Wherever the string "cannot" appears in the entries below, return the line that holds it.

_____

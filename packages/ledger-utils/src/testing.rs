use anyhow::bail;
use cosmwasm_std::{
    testing::{MockApi, MockStorage},
    to_json_binary, Addr, Api, Binary, BlockInfo, CustomMsg, CustomQuery, Empty, Querier,
    QueryRequest, Storage, Uint128,
};
use cw_multi_test::{
    error::AnyResult, no_init, App, AppResponse, BankKeeper, BasicAppBuilder, Contract,
    CosmosRouter, Executor, Module, WasmKeeper,
};
use cw_storage_plus::Map;
use serde::de::DeserializeOwned;
use serde::Serialize;
use std::fmt::Debug;

use crate::msg::{AssetBalanceResponse, LedgerMsg, LedgerQuery};

const ASSETS: Map<u64, Empty> = Map::new("ledger_assets");
const HOLDINGS: Map<(&Addr, u64), Uint128> = Map::new("ledger_holdings");

/// Emulation of the host ledger's asset module for cw-multi-test: integer
/// asset ids, explicit opt-in before an account may hold an asset, and
/// close-to semantics that evacuate the full remaining holding. Fails the
/// whole transaction on any violated precondition, so contract state writes
/// staged alongside a bad transfer are rolled back by the framework.
#[derive(Default)]
pub struct AssetLedger;

impl AssetLedger {
    /// Registers an asset id so transfers of it are accepted.
    pub fn create_asset(storage: &mut dyn Storage, asset_id: u64) -> AnyResult<()> {
        ASSETS.save(storage, asset_id, &Empty {})?;
        Ok(())
    }

    /// Opens a holding for `account` (idempotent).
    pub fn opt_in(storage: &mut dyn Storage, account: &Addr, asset_id: u64) -> AnyResult<()> {
        if !ASSETS.has(storage, asset_id) {
            bail!("asset {} does not exist", asset_id);
        }
        if !HOLDINGS.has(storage, (account, asset_id)) {
            HOLDINGS.save(storage, (account, asset_id), &Uint128::zero())?;
        }
        Ok(())
    }

    /// Credits `amount` units to `account`, opening the holding if needed.
    /// Stands in for an external party funding the account.
    pub fn fund(
        storage: &mut dyn Storage,
        account: &Addr,
        asset_id: u64,
        amount: u128,
    ) -> AnyResult<()> {
        Self::opt_in(storage, account, asset_id)?;
        HOLDINGS.update(storage, (account, asset_id), |bal| -> AnyResult<_> {
            Ok(bal.unwrap_or_default() + Uint128::new(amount))
        })?;
        Ok(())
    }

    fn credit(
        storage: &mut dyn Storage,
        account: &Addr,
        asset_id: u64,
        amount: Uint128,
    ) -> AnyResult<()> {
        match HOLDINGS.may_load(storage, (account, asset_id))? {
            Some(balance) => {
                HOLDINGS.save(storage, (account, asset_id), &(balance + amount))?;
                Ok(())
            }
            None => bail!("receiver {} is not opted in to asset {}", account, asset_id),
        }
    }
}

impl Module for AssetLedger {
    type ExecT = LedgerMsg;
    type QueryT = LedgerQuery;
    type SudoT = Empty;

    fn execute<ExecC, QueryC>(
        &self,
        api: &dyn Api,
        storage: &mut dyn Storage,
        _router: &dyn CosmosRouter<ExecC = ExecC, QueryC = QueryC>,
        _block: &BlockInfo,
        sender: Addr,
        msg: Self::ExecT,
    ) -> AnyResult<AppResponse>
    where
        ExecC: CustomMsg + DeserializeOwned + 'static,
        QueryC: CustomQuery + DeserializeOwned + 'static,
    {
        let LedgerMsg::AssetTransfer {
            asset_id,
            amount,
            receiver,
            close_to,
        } = msg;

        if !ASSETS.has(storage, asset_id) {
            bail!("asset {} does not exist", asset_id);
        }
        let receiver = api.addr_validate(&receiver)?;

        // A zero-amount self-transfer without close-to is the opt-in form.
        if close_to.is_none() && receiver == sender && amount.is_zero() {
            AssetLedger::opt_in(storage, &sender, asset_id)?;
            return Ok(AppResponse::default());
        }

        let sender_balance = match HOLDINGS.may_load(storage, (&sender, asset_id))? {
            Some(balance) => balance,
            None => bail!("sender {} is not opted in to asset {}", sender, asset_id),
        };
        let remaining = match sender_balance.checked_sub(amount) {
            Ok(remaining) => remaining,
            Err(_) => bail!(
                "insufficient balance of asset {}: have {}, need {}",
                asset_id,
                sender_balance,
                amount
            ),
        };

        match close_to {
            Some(close_to) => {
                let close_to = api.addr_validate(&close_to)?;
                if close_to == sender {
                    bail!("cannot close an asset holding to the holder itself");
                }
                HOLDINGS.remove(storage, (&sender, asset_id));
                if !amount.is_zero() {
                    AssetLedger::credit(storage, &receiver, asset_id, amount)?;
                }
                AssetLedger::credit(storage, &close_to, asset_id, remaining)?;
            }
            None => {
                HOLDINGS.save(storage, (&sender, asset_id), &remaining)?;
                AssetLedger::credit(storage, &receiver, asset_id, amount)?;
            }
        }

        Ok(AppResponse::default())
    }

    fn query(
        &self,
        api: &dyn Api,
        storage: &dyn Storage,
        _querier: &dyn Querier,
        _block: &BlockInfo,
        request: Self::QueryT,
    ) -> AnyResult<Binary> {
        match request {
            LedgerQuery::AssetBalance { address, asset_id } => {
                let address = api.addr_validate(&address)?;
                let holding = HOLDINGS.may_load(storage, (&address, asset_id))?;
                let response = AssetBalanceResponse {
                    balance: holding.unwrap_or_default(),
                    opted_in: holding.is_some(),
                };
                Ok(to_json_binary(&response)?)
            }
        }
    }

    fn sudo<ExecC, QueryC>(
        &self,
        _api: &dyn Api,
        _storage: &mut dyn Storage,
        _router: &dyn CosmosRouter<ExecC = ExecC, QueryC = QueryC>,
        _block: &BlockInfo,
        _msg: Self::SudoT,
    ) -> AnyResult<AppResponse>
    where
        ExecC: CustomMsg + DeserializeOwned + 'static,
        QueryC: CustomQuery + DeserializeOwned + 'static,
    {
        bail!("sudo is not supported by the asset ledger")
    }
}

pub type LedgerApp = App<
    BankKeeper,
    MockApi,
    MockStorage,
    AssetLedger,
    WasmKeeper<LedgerMsg, LedgerQuery>,
>;

pub struct ControllerTestSuiteBase {
    app: LedgerApp,
    owner: Addr,
    controller_code_id: u64,
}

impl ControllerTestSuiteBase {
    pub fn new(controller_contract: Box<dyn Contract<LedgerMsg, LedgerQuery>>) -> Self {
        let mut app = BasicAppBuilder::<LedgerMsg, LedgerQuery>::new_custom()
            .with_custom(AssetLedger)
            .build(no_init);

        let owner = app.api().addr_make("owner");

        let controller_code_id = app.store_code(controller_contract);

        Self {
            app,
            owner,
            controller_code_id,
        }
    }
}

pub trait ControllerTestSuite {
    fn app(&self) -> &LedgerApp;
    fn app_mut(&mut self) -> &mut LedgerApp;
    fn owner(&self) -> &Addr;
    fn controller_code_id(&self) -> u64;

    fn api(&self) -> &MockApi {
        self.app().api()
    }

    fn contract_init<T: Serialize>(&mut self, code_id: u64, label: &str, init_msg: &T) -> Addr {
        let owner = self.owner().clone();
        self.app_mut()
            .instantiate_contract(
                code_id,
                owner.clone(),
                &init_msg,
                &[],
                label,
                Some(owner.to_string()),
            )
            .unwrap()
    }

    fn contract_execute<T: Serialize + Debug>(
        &mut self,
        addr: Addr,
        msg: &T,
    ) -> AnyResult<AppResponse> {
        let sender = self.owner().clone();
        self.app_mut().execute_contract(sender, addr, &msg, &[])
    }

    fn query_wasm<T, U>(&self, addr: &Addr, query: &T) -> U
    where
        T: Serialize,
        U: DeserializeOwned,
    {
        self.app()
            .wrap()
            .query_wasm_smart::<U>(addr, &query)
            .unwrap()
    }

    fn create_asset(&mut self, asset_id: u64) {
        self.app_mut().init_modules(|_router, _api, storage| {
            AssetLedger::create_asset(storage, asset_id).unwrap();
        });
    }

    fn fund_asset(&mut self, account: &Addr, asset_id: u64, amount: u128) {
        let account = account.clone();
        self.app_mut().init_modules(|_router, _api, storage| {
            AssetLedger::fund(storage, &account, asset_id, amount).unwrap();
        });
    }

    fn opt_in_account(&mut self, account: &Addr, asset_id: u64) {
        let account = account.clone();
        self.app_mut().init_modules(|_router, _api, storage| {
            AssetLedger::opt_in(storage, &account, asset_id).unwrap();
        });
    }

    fn query_asset_balance(&self, account: &Addr, asset_id: u64) -> AssetBalanceResponse {
        self.app()
            .wrap()
            .query(&QueryRequest::Custom(LedgerQuery::AssetBalance {
                address: account.to_string(),
                asset_id,
            }))
            .unwrap()
    }

    fn assert_asset_balance(&self, account: &Addr, asset_id: u64, expected: u128) {
        let response = self.query_asset_balance(account, asset_id);
        assert_eq!(response.balance, Uint128::new(expected));
    }
}

impl ControllerTestSuite for ControllerTestSuiteBase {
    fn app(&self) -> &LedgerApp {
        &self.app
    }

    fn app_mut(&mut self) -> &mut LedgerApp {
        &mut self.app
    }

    fn owner(&self) -> &Addr {
        &self.owner
    }

    fn controller_code_id(&self) -> u64 {
        self.controller_code_id
    }
}
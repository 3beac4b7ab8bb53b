use cosmwasm_schema::{cw_serde, QueryResponses};
use cosmwasm_std::{Addr, Binary, Uint128};

#[cw_serde]
pub struct InstantiateMsg {
    pub trust_key: Binary, // 32-byte attestation key, stored as-is
    pub asset_id: u64,     // Id of the asset to custody
}

#[cw_serde]
pub enum ExecuteMsg {
    // Replace the stored trust key (only admin)
    SetTrustKey { new_key: Binary },
    // Point the controller at a different asset id (only admin)
    SetAsset { asset_id: u64 },
    // Opt the controller's own account in to hold the configured asset (only admin)
    OptInAsset {},
    // Transfer `amount` units of the configured asset to `recipient` (only admin)
    ReleaseAsset { recipient: String, amount: Uint128 },
    // Close out the full remaining holding to `receiver` (only admin)
    Sweep { receiver: String },
}

#[cw_serde]
#[derive(QueryResponses)]
pub enum QueryMsg {
    // Get the admin address
    #[returns(Addr)]
    Admin {},
    // Get the full controller configuration
    #[returns(ConfigResponse)]
    Config {},
}

#[cw_serde]
pub struct ConfigResponse {
    pub admin: Addr,
    pub trust_key: Binary,
    pub asset_id: u64,
    pub paused: bool,
}
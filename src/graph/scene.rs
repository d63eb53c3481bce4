//! Per-scene input types: actor trajectories, lane graphs, relation edges.

use serde::{Deserialize, Serialize};

/// Number of input channels per trajectory step: x/y displacement plus an
/// observation flag.
pub const TRAJ_CHANNELS: usize = 3;

/// One directed edge list: `u` holds target indices, `v` source indices.
///
/// Aggregation scatter-adds a projection of node `v[k]` into node `u[k]`.
#[derive(Clone, Debug, Default, Serialize, Deserialize)]
pub struct EdgeList {
    /// Target node indices
    pub u: Vec<usize>,
    /// Source node indices
    pub v: Vec<usize>,
}

impl EdgeList {
    /// Create an empty edge list.
    pub fn new() -> Self {
        Self::default()
    }

    /// Number of edges.
    pub fn len(&self) -> usize {
        self.u.len()
    }

    /// Whether the list holds no edges.
    pub fn is_empty(&self) -> bool {
        self.u.is_empty()
    }

    /// Append one edge.
    pub fn push(&mut self, u: usize, v: usize) {
        self.u.push(u);
        self.v.push(v);
    }
}

/// Structural relation between lane nodes.
///
/// Predecessor and successor carry a hop scale; left and right connect
/// laterally neighboring lanes. Each kind maps to its own weight slot.
#[derive(Clone, Copy, Debug, PartialEq, Eq)]
pub enum RelationKind {
    /// Predecessor at the given hop scale
    Pre(usize),
    /// Successor at the given hop scale
    Suc(usize),
    /// Left neighbor lane
    Left,
    /// Right neighbor lane
    Right,
}

impl RelationKind {
    /// Total number of relation slots for `num_scales` hop scales.
    pub fn count(num_scales: usize) -> usize {
        2 * num_scales + 2
    }

    /// Flat weight-slot index for this relation.
    pub fn slot(&self, num_scales: usize) -> usize {
        match *self {
            RelationKind::Pre(s) => s,
            RelationKind::Suc(s) => num_scales + s,
            RelationKind::Left => 2 * num_scales,
            RelationKind::Right => 2 * num_scales + 1,
        }
    }

    /// All relation kinds for `num_scales` hop scales, in slot order.
    pub fn all(num_scales: usize) -> Vec<RelationKind> {
        let mut kinds = Vec::with_capacity(Self::count(num_scales));
        for s in 0..num_scales {
            kinds.push(RelationKind::Pre(s));
        }
        for s in 0..num_scales {
            kinds.push(RelationKind::Suc(s));
        }
        kinds.push(RelationKind::Left);
        kinds.push(RelationKind::Right);
        kinds
    }

    /// Human-readable name used in error reporting.
    pub fn name(&self) -> String {
        match *self {
            RelationKind::Pre(s) => format!("predecessor@{}", s),
            RelationKind::Suc(s) => format!("successor@{}", s),
            RelationKind::Left => "left".to_string(),
            RelationKind::Right => "right".to_string(),
        }
    }
}

/// One scene's vectorized lane graph with local node indices.
#[derive(Clone, Debug, Default, Serialize, Deserialize)]
pub struct LaneGraph {
    /// Lane node center positions
    pub ctrs: Vec<[f32; 2]>,
    /// Lane segment direction features
    pub feats: Vec<[f32; 2]>,
    /// Turn one-hot per node (width = `turn_width`)
    pub turn: Vec<Vec<f32>>,
    /// Traffic-control flag per node
    pub control: Vec<f32>,
    /// Intersection flag per node
    pub intersect: Vec<f32>,
    /// Predecessor edges, one list per hop scale
    pub pre: Vec<EdgeList>,
    /// Successor edges, one list per hop scale
    pub suc: Vec<EdgeList>,
    /// Left neighbor edges
    pub left: EdgeList,
    /// Right neighbor edges
    pub right: EdgeList,
}

impl LaneGraph {
    /// Create an empty lane graph with `num_scales` relation scales.
    pub fn empty(num_scales: usize) -> Self {
        Self {
            pre: vec![EdgeList::new(); num_scales],
            suc: vec![EdgeList::new(); num_scales],
            ..Default::default()
        }
    }

    /// Number of lane nodes in this scene.
    pub fn num_nodes(&self) -> usize {
        self.ctrs.len()
    }
}

/// One independent traffic scene: actor trajectories plus a lane graph.
#[derive(Clone, Debug, Default)]
pub struct SceneInput {
    /// Per-actor time-ordered input steps (`TRAJ_CHANNELS` channels each)
    pub actor_trajs: Vec<Vec<[f32; TRAJ_CHANNELS]>>,
    /// Each actor's last observed position
    pub actor_ctrs: Vec<[f32; 2]>,
    /// The scene's lane graph
    pub graph: LaneGraph,
}

/// Seam for the external trajectory feature extractor.
///
/// The 1D convolutional encoder lives outside this crate; it consumes the
/// batched, time-ordered trajectories and returns one fixed-width embedding
/// per actor.
pub trait ActorEncoder {
    /// Encode each trajectory into an embedding vector.
    fn encode(&self, trajs: &[Vec<[f32; TRAJ_CHANNELS]>]) -> Vec<Vec<f32>>;
}

#[cfg(test)]
mod tests {
    use super::*;

    #[test]
    fn test_relation_slots_unique_and_dense() {
        let num_scales = 3;
        let kinds = RelationKind::all(num_scales);
        assert_eq!(kinds.len(), RelationKind::count(num_scales));
        let mut seen = vec![false; kinds.len()];
        for kind in &kinds {
            let slot = kind.slot(num_scales);
            assert!(slot < kinds.len());
            assert!(!seen[slot]);
            seen[slot] = true;
        }
    }

    #[test]
    fn test_empty_lane_graph() {
        let graph = LaneGraph::empty(6);
        assert_eq!(graph.num_nodes(), 0);
        assert_eq!(graph.pre.len(), 6);
        assert_eq!(graph.suc.len(), 6);
        assert!(graph.left.is_empty());
    }

    #[test]
    fn test_edge_list_push() {
        let mut edges = EdgeList::new();
        edges.push(0, 1);
        edges.push(2, 0);
        assert_eq!(edges.len(), 2);
        assert_eq!(edges.u, vec![0, 2]);
        assert_eq!(edges.v, vec![1, 0]);
    }
}
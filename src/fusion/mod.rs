//! Actor/map fusion: distance-gated attention, lane-graph convolution and
//! the four-pass fusion cycle.

pub mod attention;
pub mod cycle;
pub mod lane_conv;

pub use attention::DistAttention;
pub use cycle::FusionCycle;
pub use lane_conv::{LaneGraphConv, MapEncoder};
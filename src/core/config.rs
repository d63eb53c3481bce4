//! Model configuration.
//!
//! One explicit value carries every recognized option; components receive it
//! at construction time rather than reading shared mutable state.

use crate::core::error::{Error, Result};
use serde::{Deserialize, Serialize};

/// Configuration for the fusion engine and prediction head.
#[derive(Clone, Debug, Serialize, Deserialize)]
pub struct ModelConfig {
    /// Actor embedding width
    pub n_actor: usize,
    /// Lane node embedding width
    pub n_map: usize,
    /// Uncertainty vector width per future step
    pub f_d: usize,
    /// Number of hop scales for predecessor/successor relations
    pub num_scales: usize,
    /// Number of residual rounds per graph convolution block
    pub num_conv_rounds: usize,
    /// Width of the lane turn one-hot attribute
    pub turn_width: usize,
    /// Distance threshold for the actor-to-map attention passes
    pub actor2map_dist: f32,
    /// Distance threshold for the map-to-actor attention passes
    pub map2actor_dist: f32,
    /// Distance threshold for the actor-to-actor attention passes
    pub actor2actor_dist: f32,
    /// Number of trajectory modes per actor
    pub num_mods: usize,
    /// Number of predicted future steps
    pub num_preds: usize,
    /// Emphasis weight for the final-step loss term
    pub f_weight: f32,
    /// Additive covariance regularization constant
    pub cov_reg: f32,
    /// Upper bound of the decoded per-step uncertainty values
    pub un_cap: f32,
    /// Classification loss coefficient (structurally present, disabled)
    pub cls_coef: f32,
    /// Regression loss coefficient
    pub reg_coef: f32,
}

impl Default for ModelConfig {
    fn default() -> Self {
        Self {
            n_actor: 128,
            n_map: 128,
            f_d: 128,
            num_scales: 6,
            num_conv_rounds: 4,
            turn_width: 2,
            actor2map_dist: 7.0,
            map2actor_dist: 6.0,
            actor2actor_dist: 100.0,
            num_mods: 6,
            num_preds: 30,
            f_weight: 12.0,
            cov_reg: 0.05,
            un_cap: 0.3,
            cls_coef: 0.0,
            reg_coef: 1.0,
        }
    }
}

impl ModelConfig {
    /// Check the configuration for values the pipeline cannot operate on.
    pub fn validate(&self) -> Result<()> {
        if self.n_actor == 0 || self.n_map == 0 || self.f_d == 0 {
            return Err(Error::InvalidConfig(
                "embedding widths must be positive".to_string(),
            ));
        }
        if self.num_scales == 0 || self.num_conv_rounds == 0 {
            return Err(Error::InvalidConfig(
                "num_scales and num_conv_rounds must be positive".to_string(),
            ));
        }
        if self.num_mods == 0 || self.num_preds == 0 {
            return Err(Error::InvalidConfig(
                "num_mods and num_preds must be positive".to_string(),
            ));
        }
        for (name, value) in [
            ("actor2map_dist", self.actor2map_dist),
            ("map2actor_dist", self.map2actor_dist),
            ("actor2actor_dist", self.actor2actor_dist),
        ] {
            if !value.is_finite() || value < 0.0 {
                return Err(Error::InvalidConfig(format!(
                    "{} must be a non-negative finite distance, got {}",
                    name, value
                )));
            }
        }
        if self.un_cap <= 0.0 {
            return Err(Error::InvalidConfig(
                "un_cap must be positive".to_string(),
            ));
        }
        if self.cov_reg < 0.0 {
            return Err(Error::InvalidConfig(
                "cov_reg must be non-negative".to_string(),
            ));
        }
        Ok(())
    }

    /// Parse a configuration from JSON.
    pub fn from_json(json: &str) -> Result<Self> {
        let config: Self = serde_json::from_str(json)?;
        config.validate()?;
        Ok(config)
    }

    /// Serialize the configuration to JSON.
    pub fn to_json(&self) -> Result<String> {
        Ok(serde_json::to_string_pretty(self)?)
    }
}
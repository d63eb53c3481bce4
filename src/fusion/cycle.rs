//! The actor/map fusion cycle.
//!
//! Four passes in fixed order: actor-to-map, map-to-map, map-to-actor,
//! actor-to-actor. The cycle runs exactly once per forward pass; lane
//! embeddings are discarded after the map-to-actor step.

use crate::core::config::ModelConfig;
use crate::fusion::attention::DistAttention;
use crate::fusion::lane_conv::LaneGraphConv;
use crate::graph::batch::GraphBatch;
use crate::nn::NormedLinear;
use std::ops::Range;
use tracing::debug;

/// Actor-to-map pass: fuses static lane attributes, then lets lane nodes
/// attend to nearby actors.
#[derive(Clone, Debug)]
pub struct ActorToMap {
    /// Static attribute fusion (embedding + turn + control + intersect)
    pub meta: NormedLinear,
    /// Two stacked attention passes
    att: Vec<DistAttention>,
}

impl ActorToMap {
    fn new(config: &ModelConfig) -> Self {
        Self {
            meta: NormedLinear::new(
                config.n_map + config.turn_width + 2,
                config.n_map,
                true,
            ),
            att: (0..2)
                .map(|_| DistAttention::new(config.n_map, config.n_actor))
                .collect(),
        }
    }

    fn forward(
        &self,
        nodes: Vec<Vec<f32>>,
        graph: &GraphBatch,
        actors: &[Vec<f32>],
        actor_scenes: &[Range<usize>],
        actor_ctrs: &[[f32; 2]],
        dist_th: f32,
    ) -> Vec<Vec<f32>> {
        let mut feat: Vec<Vec<f32>> = nodes
            .iter()
            .enumerate()
            .map(|(i, emb)| {
                let mut meta_in =
                    Vec::with_capacity(emb.len() + graph.turn[i].len() + 2);
                meta_in.extend_from_slice(emb);
                meta_in.extend_from_slice(&graph.turn[i]);
                meta_in.push(graph.control[i]);
                meta_in.push(graph.intersect[i]);
                self.meta.forward(&meta_in)
            })
            .collect();

        for att in &self.att {
            feat = att.forward(
                &feat,
                &graph.scenes,
                &graph.ctrs,
                actors,
                actor_scenes,
                actor_ctrs,
                dist_th,
            );
        }
        feat
    }
}

/// Map-to-actor pass: actors attend to nearby lane nodes.
#[derive(Clone, Debug)]
pub struct MapToActor {
    att: Vec<DistAttention>,
}

impl MapToActor {
    fn new(config: &ModelConfig) -> Self {
        Self {
            att: (0..2)
                .map(|_| DistAttention::new(config.n_actor, config.n_map))
                .collect(),
        }
    }
}

/// Actor-to-actor pass: interaction among actors of the same scene.
#[derive(Clone, Debug)]
pub struct ActorToActor {
    att: Vec<DistAttention>,
}

impl ActorToActor {
    fn new(config: &ModelConfig) -> Self {
        Self {
            att: (0..2)
                .map(|_| DistAttention::new(config.n_actor, config.n_actor))
                .collect(),
        }
    }

    fn forward(
        &self,
        mut actors: Vec<Vec<f32>>,
        actor_scenes: &[Range<usize>],
        actor_ctrs: &[[f32; 2]],
        dist_th: f32,
    ) -> Vec<Vec<f32>> {
        for att in &self.att {
            actors = att.forward(
                &actors,
                actor_scenes,
                actor_ctrs,
                &actors,
                actor_scenes,
                actor_ctrs,
                dist_th,
            );
        }
        actors
    }
}

/// The full four-pass fusion cycle.
#[derive(Clone, Debug)]
pub struct FusionCycle {
    a2m: ActorToMap,
    m2m: LaneGraphConv,
    m2a: MapToActor,
    a2a: ActorToActor,
    actor2map_dist: f32,
    map2actor_dist: f32,
    actor2actor_dist: f32,
}

impl FusionCycle {
    /// Create a fusion cycle with independently-weighted passes.
    pub fn new(config: &ModelConfig) -> Self {
        Self {
            a2m: ActorToMap::new(config),
            m2m: LaneGraphConv::new(config.n_map, config.num_scales, config.num_conv_rounds),
            m2a: MapToActor::new(config),
            a2a: ActorToActor::new(config),
            actor2map_dist: config.actor2map_dist,
            map2actor_dist: config.map2actor_dist,
            actor2actor_dist: config.actor2actor_dist,
        }
    }

    /// Run the cycle and return fused actor embeddings.
    ///
    /// When the lane batch is empty the actor/map passes are skipped
    /// entirely and only the actor-to-actor interaction runs.
    pub fn forward(
        &self,
        actors: &[Vec<f32>],
        actor_scenes: &[Range<usize>],
        actor_ctrs: &[[f32; 2]],
        nodes: Vec<Vec<f32>>,
        graph: &GraphBatch,
    ) -> Vec<Vec<f32>> {
        if nodes.is_empty() {
            debug!("no lane nodes; running actor-to-actor pass only");
            return self.a2a.forward(
                actors.to_vec(),
                actor_scenes,
                actor_ctrs,
                self.actor2actor_dist,
            );
        }

        let nodes = self.a2m.forward(
            nodes,
            graph,
            actors,
            actor_scenes,
            actor_ctrs,
            self.actor2map_dist,
        );
        let nodes = self.m2m.forward(&nodes, graph);

        let mut fused = actors.to_vec();
        for att in &self.m2a.att {
            fused = att.forward(
                &fused,
                actor_scenes,
                actor_ctrs,
                &nodes,
                &graph.scenes,
                &graph.ctrs,
                self.map2actor_dist,
            );
        }

        self.a2a
            .forward(fused, actor_scenes, actor_ctrs, self.actor2actor_dist)
    }
}

#[cfg(test)]
mod tests {
    use super::*;
    use crate::graph::batch::gather_graphs;
    use crate::graph::scene::{LaneGraph, SceneInput};

    fn small_config() -> ModelConfig {
        ModelConfig {
            n_actor: 8,
            n_map: 8,
            num_scales: 2,
            num_conv_rounds: 2,
            ..Default::default()
        }
    }

    fn map_scene() -> SceneInput {
        let mut graph = LaneGraph::empty(2);
        let n = 3;
        graph.ctrs = (0..n).map(|i| [i as f32, 0.5]).collect();
        graph.feats = vec![[1.0, 0.0]; n];
        graph.turn = vec![vec![0.0, 0.0]; n];
        graph.control = vec![0.0; n];
        graph.intersect = vec![1.0; n];
        for k in 1..n {
            for s in 0..2 {
                graph.suc[s].push(k - 1, k);
                graph.pre[s].push(k, k - 1);
            }
        }
        SceneInput {
            actor_trajs: vec![vec![[0.0, 0.0, 1.0]; 4]; 2],
            actor_ctrs: vec![[0.0, 0.0], [2.0, 0.0]],
            graph,
        }
    }

    #[test]
    fn test_full_cycle_shapes() {
        let config = small_config();
        let scene = map_scene();
        let graph = gather_graphs(&[scene.clone()], &config).unwrap();
        let cycle = FusionCycle::new(&config);

        let actors = vec![vec![0.3; 8], vec![0.5; 8]];
        let nodes = vec![vec![0.2; 8]; 3];
        let fused = cycle.forward(&actors, &[0..2], &scene.actor_ctrs, nodes, &graph);
        assert_eq!(fused.len(), 2);
        assert_eq!(fused[0].len(), 8);
        assert!(fused.iter().flatten().all(|v| v.is_finite()));
    }

    #[test]
    fn test_empty_map_cycle_equals_actor_pass_only() {
        let config = small_config();
        let mut scene = map_scene();
        scene.graph = LaneGraph::empty(2);
        let graph = gather_graphs(&[scene.clone()], &config).unwrap();
        let cycle = FusionCycle::new(&config);

        let actors = vec![vec![0.3; 8], vec![0.5; 8]];
        let fused = cycle.forward(&actors, &[0..2], &scene.actor_ctrs, Vec::new(), &graph);
        let a2a_only = cycle.a2a.forward(
            actors.clone(),
            &[0..2],
            &scene.actor_ctrs,
            config.actor2actor_dist,
        );
        for (a, b) in fused.iter().flatten().zip(a2a_only.iter().flatten()) {
            assert!((a - b).abs() < 1e-6);
        }
    }
}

_____

Exercise output:
                    bail!("cannot close an asset holding to the holder itself");
    /// Check the configuration for values the pipeline cannot operate on.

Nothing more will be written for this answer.